[Dataset excerpts]
◇ ◇ ◇ ◇ ◇

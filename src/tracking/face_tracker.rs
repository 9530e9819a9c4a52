use tracing::{debug, warn};

use crate::foundation::core::{Size, VideoFrame};
use crate::tracking::anchor::{AnchorPose, AnchorSlot, PoseFactors, pose_for_slot};
use crate::tracking::landmarks::{Detection, FaceLandmarks, LandmarkDetector};
use crate::tracking::smoother::TemporalSmoother;

/// Per-tick face tracking: runs the detector at a fixed cadence and keeps smoothed poses.
pub struct FaceTracker {
    detector: Option<Box<dyn LandmarkDetector>>,
    smoother: TemporalSmoother,
    factors: PoseFactors,
    detect_interval: u32,
    ticks: u64,
    face_present: bool,
}

impl std::fmt::Debug for FaceTracker {
    fn fmt(&self, f: &mut std::fmt::Formatter<'_>) -> std::fmt::Result {
        f.debug_struct("FaceTracker")
            .field("enabled", &self.detector.is_some())
            .field("smoother", &self.smoother)
            .field("detect_interval", &self.detect_interval)
            .field("ticks", &self.ticks)
            .field("face_present", &self.face_present)
            .finish()
    }
}

impl FaceTracker {
    /// Tracker without a detector; poses stay empty until one is attached.
    pub fn new(factors: PoseFactors, smoothing_factor: f64, detect_interval: u32) -> Self {
        Self {
            detector: None,
            smoother: TemporalSmoother::new(smoothing_factor),
            factors,
            detect_interval: detect_interval.max(1),
            ticks: 0,
            face_present: false,
        }
    }

    /// Attach a detector, replacing any previous one.
    pub fn set_detector(&mut self, detector: Box<dyn LandmarkDetector>) {
        self.detector = Some(detector);
        self.reset();
    }

    /// Detach the detector and drop all history.
    pub fn clear_detector(&mut self) {
        self.detector = None;
        self.reset();
    }

    /// Return `true` when a detector is attached.
    pub fn is_enabled(&self) -> bool {
        self.detector.is_some()
    }

    /// Return `true` when the last detection found a face.
    pub fn face_present(&self) -> bool {
        self.face_present
    }

    /// Apply one detection result for a video rectangle of size `video`.
    ///
    /// "No face" clears the smoothing history so the next detection starts from its raw pose.
    pub fn observe(&mut self, detection: &Detection, video: Size) -> bool {
        match detection {
            Detection::NoFace => {
                if self.face_present {
                    debug!("face lost, smoothing history reset");
                }
                self.face_present = false;
                self.smoother.reset();
            }
            Detection::Face(frame) => {
                let face = FaceLandmarks::from_frame(frame);
                for slot in AnchorSlot::ALL {
                    self.smoother
                        .update(slot, pose_for_slot(&face, slot, video, self.factors));
                }
                self.face_present = true;
            }
        }
        self.face_present
    }

    /// Advance one tick. Detection runs on every `detect_interval`-th tick; the ticks in
    /// between reuse the last poses. Without a frame the face counts as lost.
    pub fn tick(&mut self, frame: Option<&VideoFrame>, video: Size, timestamp_ms: f64) -> bool {
        let due = self.ticks % u64::from(self.detect_interval) == 0;
        self.ticks = self.ticks.wrapping_add(1);

        if self.detector.is_none() {
            return false;
        }
        let Some(frame) = frame else {
            return self.observe(&Detection::NoFace, video);
        };
        if !due {
            return self.face_present;
        }

        let result = match self.detector.as_mut() {
            Some(detector) => detector.detect(frame, timestamp_ms),
            None => return false,
        };
        let detection = match result {
            Ok(d) => d,
            Err(e) => {
                warn!(error = %e, "landmark detection failed, treating frame as no face");
                Detection::NoFace
            }
        };
        self.observe(&detection, video)
    }

    /// Smoothed pose for `slot`, or `None` when no face is present.
    pub fn pose(&self, slot: AnchorSlot) -> Option<AnchorPose> {
        if !self.face_present {
            return None;
        }
        self.smoother.get(slot)
    }

    /// Drop smoothing history and restart the detection cadence.
    pub fn reset(&mut self) {
        self.smoother.reset();
        self.face_present = false;
        self.ticks = 0;
    }
}

#[cfg(test)]
#[path = "../../tests/unit/tracking/face_tracker.rs"]
mod tests;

◇ ◇ ◇ ◇ ◇

EXERCISE INSTRUCTIONS
Transcribe every entry exactly.

SOLUTION TO THE PROBLEM
filename src/tracking/face_tracker.rs
repository 9530e9819a9c4a52
use tracing::{debug, warn};

use crate::foundation::core::{Size, VideoFrame};
use crate::tracking::anchor::{AnchorPose, AnchorSlot, PoseFactors, pose_for_slot};
use crate::tracking::landmarks::{Detection, FaceLandmarks, LandmarkDetector};
use crate::tracking::smoother::TemporalSmoother;

/// Per-tick face tracking: runs the detector at a fixed cadence and keeps smoothed poses.
pub struct FaceTracker {
    detector: Option<Box<dyn LandmarkDetector>>,
    smoother: TemporalSmoother,
    factors: PoseFactors,
    detect_interval: u32,
    ticks: u64,
    face_present: bool,
}

impl std::fmt::Debug for FaceTracker {
    fn fmt(&self, f: &mut std::fmt::Formatter<'_>) -> std::fmt::Result {
        f.debug_struct("FaceTracker")
            .field("enabled", &self.detector.is_some())
            .field("smoother", &self.smoother)
            .field("detect_interval", &self.detect_interval)
            .field("ticks", &self.ticks)
            .field("face_present", &self.face_present)
            .finish()
    }
}

impl FaceTracker {
    /// Tracker without a detector; poses stay empty until one is attached.
    pub fn new(factors: PoseFactors, smoothing_factor: f64, detect_interval: u32) -> Self {
        Self {
            detector: None,
            smoother: TemporalSmoother::new(smoothing_factor),
            factors,
            detect_interval: detect_interval.max(1),
            ticks: 0,
            face_present: false,
        }
    }

    /// Attach a detector, replacing any previous one.
    pub fn set_detector(&mut self, detector: Box<dyn LandmarkDetector>) {
        self.detector = Some(detector);
        self.reset();
    }

    /// Detach the detector and drop all history.
    pub fn clear_detector(&mut self) {
        self.detector = None;
        self.reset();
    }

    /// Return `true` when a detector is attached.
    pub fn is_enabled(&self) -> bool {
        self.detector.is_some()
    }

    /// Return `true` when the last detection found a face.
    pub fn face_present(&self) -> bool {
        self.face_present
    }

    /// Apply one detection result for a video rectangle of size `video`.
    ///
    /// "No face" clears the smoothing history so the next detection starts from its raw pose.
    pub fn observe(&mut self, detection: &Detection, video: Size) -> bool {
        match detection {
            Detection::NoFace => {
                if self.face_present {
                    debug!("face lost, smoothing history reset");
                }
                self.face_present = false;
                self.smoother.reset();
            }
            Detection::Face(frame) => {
                let face = FaceLandmarks::from_frame(frame);
                for slot in AnchorSlot::ALL {
                    self.smoother
                        .update(slot, pose_for_slot(&face, slot, video, self.factors));
                }
                self.face_present = true;
            }
        }
        self.face_present
    }

    /// Advance one tick. Detection runs on every `detect_interval`-th tick; the ticks in
    /// between reuse the last poses. Without a frame the face counts as lost.
    pub fn tick(&mut self, frame: Option<&VideoFrame>, video: Size, timestamp_ms: f64) -> bool {
        let due = self.ticks % u64::from(self.detect_interval) == 0;
        self.ticks = self.ticks.wrapping_add(1);

        if self.detector.is_none() {
            return false;
        }
        let Some(frame) = frame else {
            return self.observe(&Detection::NoFace, video);
        };
        if !due {
            return self.face_present;
        }

        let result = match self.detector.as_mut() {
            Some(detector) => detector.detect(frame, timestamp_ms),
            None => return false,
        };
        let detection = match result {
            Ok(d) => d,
            Err(e) => {
                warn!(error = %e, "landmark detection failed, treating frame as no face");
                Detection::NoFace
            }
        };
        self.observe(&detection, video)
    }

    /// Smoothed pose for `slot`, or `None` when no face is present.
    pub fn pose(&self, slot: AnchorSlot) -> Option<AnchorPose> {
        if !self.face_present {
            return None;
        }
        self.smoother.get(slot)
    }

    /// Drop smoothing history and restart the detection cadence.
    pub fn reset(&mut self) {
        self.smoother.reset();
        self.face_present = false;
        self.ticks = 0;
    }
}

#[cfg(test)]
#[path = "../../tests/unit/tracking/face_tracker.rs"]
mod tests;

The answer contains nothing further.